Quienes buscan conocer la auténtica Tenerife reciben la recomendación de Anna de visitar Mesón El Monasterio, un lugar especial para desayunos con champán y almuerzos memorables en terraza acristalada con vistas panorámicas de la costa norte y el océano. Detalles así reflejan su profundo vínculo local y el encanto sutil de la vida isleña cotidiana.
Para Anna, ser Asesora Personal de Propiedades es una filosofía. Su experiencia bancaria consolidó la importancia de la claridad y las decisiones meditadas. Anna escucha, aprende y asegura que cada cliente tenga plena confianza antes de cualquier paso.

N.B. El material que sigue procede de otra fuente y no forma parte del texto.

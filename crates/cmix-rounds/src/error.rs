//! Error types for the tracker.

use cmix_rounds_core::RoundsError;
use cmix_rounds_store::StoreError;
use thiserror::Error;

/// Errors that can occur during tracker operations.
#[derive(Debug, Error)]
pub enum TrackerError {
    /// Known-rounds error, including wire decoding.
    #[error("rounds error: {0}")]
    Rounds(#[from] RoundsError),

    /// Storage error.
    #[error("storage error: {0}")]
    Store(#[from] StoreError),

    /// Configuration could not be parsed.
    #[error("config error: {0}")]
    Config(#[from] serde_json::Error),

    /// I/O error while reading configuration.
    #[error("I/O error: {0}")]
    Io(#[from] std::io::Error),
}

/// Result type for tracker operations.
pub type Result<T> = std::result::Result<T, TrackerError>;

No ejerce presión, prioriza la comodidad y construye relaciones duraderas donde cada detalle es valorado. Su objetivo es servir como verdadera socia, brindando consejo claro y apoyo en inversiones inmobiliarias complejas.
Los clientes destacan el compromiso inquebrantable y la profunda dedicación de Anna. Aprecian su atención al detalle y seguimiento tras la compra, factores que la diferencian. Muchos valoran la claridad y tranquilidad que aporta incluso en transacciones complejas, así como la relación de largo plazo, sello personal de su asesoría.
Fuera del ámbito profesional, Anna disfruta el tiempo con su hijo y sus tres perros, valorando la tranquilidad y la compañía de su entorno. Su pasión por los caballos y el sueño de cabalgar por el campo reflejan su constante búsqueda de vitalidad e inspiración. Estos rituales nutren su resiliencia, equilibrando una carrera dedicada con el gozo de los placeres cotidianos.